//! File-save port
//!
//! Where downloaded documents end up. The document service only talks to
//! the `FileSink` trait; `DirectorySink` writes into a local directory.

use std::fs::{self, File};
use std::io::{BufWriter, Write};
use std::path::{Path, PathBuf};

use crate::api::Blob;
use crate::error::{LedgerDeskError, LedgerDeskResult};

/// Something that can persist a blob under a file name
pub trait FileSink {
    /// Save `blob` as `file_name` and return where it was written
    fn save(&self, blob: &Blob, file_name: &str) -> LedgerDeskResult<PathBuf>;
}

/// Saves files into one directory
#[derive(Debug, Clone)]
pub struct DirectorySink {
    dir: PathBuf,
}

impl DirectorySink {
    pub fn new(dir: impl Into<PathBuf>) -> Self {
        Self { dir: dir.into() }
    }

    pub fn dir(&self) -> &Path {
        &self.dir
    }
}

impl FileSink for DirectorySink {
    fn save(&self, blob: &Blob, file_name: &str) -> LedgerDeskResult<PathBuf> {
        if blob.is_empty() {
            return Err(LedgerDeskError::Validation(format!(
                "Refusing to save empty file '{}'",
                file_name
            )));
        }
        let path = self.dir.join(safe_file_name(file_name)?);
        write_atomic(&path, &blob.bytes)?;
        tracing::debug!(path = %path.display(), size = blob.len(), "Saved file");
        Ok(path)
    }
}

/// Reduce a requested name to a single path component
///
/// Storage keys may contain `/`, which would otherwise escape the directory.
pub fn safe_file_name(file_name: &str) -> LedgerDeskResult<String> {
    let name: String = file_name
        .trim()
        .chars()
        .map(|c| match c {
            '/' | '\\' | ':' | '\0' => '-',
            c => c,
        })
        .collect();
    let name = name.trim_start_matches('.').to_string();

    if name.is_empty() {
        return Err(LedgerDeskError::Validation(format!(
            "Invalid file name: '{}'",
            file_name
        )));
    }
    Ok(name)
}

/// Write bytes to a file atomically (write to temp, then rename)
pub fn write_atomic(path: &Path, bytes: &[u8]) -> LedgerDeskResult<()> {
    if let Some(parent) = path.parent() {
        fs::create_dir_all(parent).map_err(|e| {
            LedgerDeskError::Io(format!(
                "Failed to create directory {}: {}",
                parent.display(),
                e
            ))
        })?;
    }

    let mut temp_name = path.file_name().map(|n| n.to_os_string()).unwrap_or_default();
    temp_name.push(".part");
    let temp_path = path.with_file_name(temp_name);

    let file = File::create(&temp_path)
        .map_err(|e| LedgerDeskError::Io(format!("Failed to create temp file: {}", e)))?;

    let mut writer = BufWriter::new(file);
    writer
        .write_all(bytes)
        .and_then(|_| writer.flush())
        .and_then(|_| writer.get_ref().sync_all())
        .map_err(|e| {
            let _ = fs::remove_file(&temp_path);
            LedgerDeskError::Io(format!("Failed to write {}: {}", path.display(), e))
        })?;

    fs::rename(&temp_path, path).map_err(|e| {
        let _ = fs::remove_file(&temp_path);
        LedgerDeskError::Io(format!("Failed to rename temp file: {}", e))
    })?;

    Ok(())
}

#[cfg(test)]
mod tests {
    use super::*;
    use tempfile::TempDir;

    #[test]
    fn test_save_writes_bytes() {
        let temp_dir = TempDir::new().unwrap();
        let sink = DirectorySink::new(temp_dir.path().join("downloads"));

        let path = sink
            .save(&Blob::new("application/pdf", b"%PDF-1.7".to_vec()), "invoice.pdf")
            .unwrap();

        assert_eq!(path, temp_dir.path().join("downloads").join("invoice.pdf"));
        assert_eq!(fs::read(&path).unwrap(), b"%PDF-1.7");
        assert!(!temp_dir.path().join("downloads").join("invoice.pdf.part").exists());
    }

    #[test]
    fn test_empty_blob_is_not_written() {
        let temp_dir = TempDir::new().unwrap();
        let sink = DirectorySink::new(temp_dir.path());

        let err = sink
            .save(&Blob::new("application/pdf", Vec::new()), "empty.pdf")
            .unwrap_err();
        assert!(err.is_validation());
        assert!(!temp_dir.path().join("empty.pdf").exists());
    }

    #[test]
    fn test_save_overwrites() {
        let temp_dir = TempDir::new().unwrap();
        let sink = DirectorySink::new(temp_dir.path());

        sink.save(&Blob::new("text/plain", "old"), "a.txt").unwrap();
        let path = sink.save(&Blob::new("text/plain", "new"), "a.txt").unwrap();
        assert_eq!(fs::read_to_string(path).unwrap(), "new");
    }

    #[test]
    fn test_safe_file_name() {
        assert_eq!(
            safe_file_name("document-uploads/2025/inv.pdf").unwrap(),
            "document-uploads-2025-inv.pdf"
        );
        assert_eq!(safe_file_name("../../etc").unwrap(), "-..-etc");
        assert!(safe_file_name("  ").is_err());
        assert!(safe_file_name("..").is_err());
    }
}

== WHAT YOU ARE ASKED TO DO ==
So that no detail is lost, give every line of the data again exactly.

== WRITTEN RESPONSE ==
//! File-save port
//!
//! Where downloaded documents end up. The document service only talks to
//! the `FileSink` trait; `DirectorySink` writes into a local directory.

use std::fs::{self, File};
use std::io::{BufWriter, Write};
use std::path::{Path, PathBuf};

use crate::api::Blob;
use crate::error::{LedgerDeskError, LedgerDeskResult};

/// Something that can persist a blob under a file name
pub trait FileSink {
    /// Save `blob` as `file_name` and return where it was written
    fn save(&self, blob: &Blob, file_name: &str) -> LedgerDeskResult<PathBuf>;
}

/// Saves files into one directory
#[derive(Debug, Clone)]
pub struct DirectorySink {
    dir: PathBuf,
}

impl DirectorySink {
    pub fn new(dir: impl Into<PathBuf>) -> Self {
        Self { dir: dir.into() }
    }

    pub fn dir(&self) -> &Path {
        &self.dir
    }
}

impl FileSink for DirectorySink {
    fn save(&self, blob: &Blob, file_name: &str) -> LedgerDeskResult<PathBuf> {
        if blob.is_empty() {
            return Err(LedgerDeskError::Validation(format!(
                "Refusing to save empty file '{}'",
                file_name
            )));
        }
        let path = self.dir.join(safe_file_name(file_name)?);
        write_atomic(&path, &blob.bytes)?;
        tracing::debug!(path = %path.display(), size = blob.len(), "Saved file");
        Ok(path)
    }
}

/// Reduce a requested name to a single path component
///
/// Storage keys may contain `/`, which would otherwise escape the directory.
pub fn safe_file_name(file_name: &str) -> LedgerDeskResult<String> {
    let name: String = file_name
        .trim()
        .chars()
        .map(|c| match c {
            '/' | '\\' | ':' | '\0' => '-',
            c => c,
        })
        .collect();
    let name = name.trim_start_matches('.').to_string();

    if name.is_empty() {
        return Err(LedgerDeskError::Validation(format!(
            "Invalid file name: '{}'",
            file_name
        )));
    }
    Ok(name)
}

/// Write bytes to a file atomically (write to temp, then rename)
pub fn write_atomic(path: &Path, bytes: &[u8]) -> LedgerDeskResult<()> {
    if let Some(parent) = path.parent() {
        fs::create_dir_all(parent).map_err(|e| {
            LedgerDeskError::Io(format!(
                "Failed to create directory {}: {}",
                parent.display(),
                e
            ))
        })?;
    }

    let mut temp_name = path.file_name().map(|n| n.to_os_string()).unwrap_or_default();
    temp_name.push(".part");
    let temp_path = path.with_file_name(temp_name);

    let file = File::create(&temp_path)
        .map_err(|e| LedgerDeskError::Io(format!("Failed to create temp file: {}", e)))?;

    let mut writer = BufWriter::new(file);
    writer
        .write_all(bytes)
        .and_then(|_| writer.flush())
        .and_then(|_| writer.get_ref().sync_all())
        .map_err(|e| {
            let _ = fs::remove_file(&temp_path);
            LedgerDeskError::Io(format!("Failed to write {}: {}", path.display(), e))
        })?;

    fs::rename(&temp_path, path).map_err(|e| {
        let _ = fs::remove_file(&temp_path);
        LedgerDeskError::Io(format!("Failed to rename temp file: {}", e))
    })?;

    Ok(())
}

#[cfg(test)]
mod tests {
    use super::*;
    use tempfile::TempDir;

    #[test]
    fn test_save_writes_bytes() {
        let temp_dir = TempDir::new().unwrap();
        let sink = DirectorySink::new(temp_dir.path().join("downloads"));

        let path = sink
            .save(&Blob::new("application/pdf", b"%PDF-1.7".to_vec()), "invoice.pdf")
            .unwrap();

        assert_eq!(path, temp_dir.path().join("downloads").join("invoice.pdf"));
        assert_eq!(fs::read(&path).unwrap(), b"%PDF-1.7");
        assert!(!temp_dir.path().join("downloads").join("invoice.pdf.part").exists());
    }

    #[test]
    fn test_empty_blob_is_not_written() {
        let temp_dir = TempDir::new().unwrap();
        let sink = DirectorySink::new(temp_dir.path());

        let err = sink
            .save(&Blob::new("application/pdf", Vec::new()), "empty.pdf")
            .unwrap_err();
        assert!(err.is_validation());
        assert!(!temp_dir.path().join("empty.pdf").exists());
    }

    #[test]
    fn test_save_overwrites() {
        let temp_dir = TempDir::new().unwrap();
        let sink = DirectorySink::new(temp_dir.path());

        sink.save(&Blob::new("text/plain", "old"), "a.txt").unwrap();
        let path = sink.save(&Blob::new("text/plain", "new"), "a.txt").unwrap();
        assert_eq!(fs::read_to_string(path).unwrap(), "new");
    }

    #[test]
    fn test_safe_file_name() {
        assert_eq!(
            safe_file_name("document-uploads/2025/inv.pdf").unwrap(),
            "document-uploads-2025-inv.pdf"
        );
        assert_eq!(safe_file_name("../../etc").unwrap(), "-..-etc");
        assert!(safe_file_name("  ").is_err());
        assert!(safe_file_name("..").is_err());
    }
}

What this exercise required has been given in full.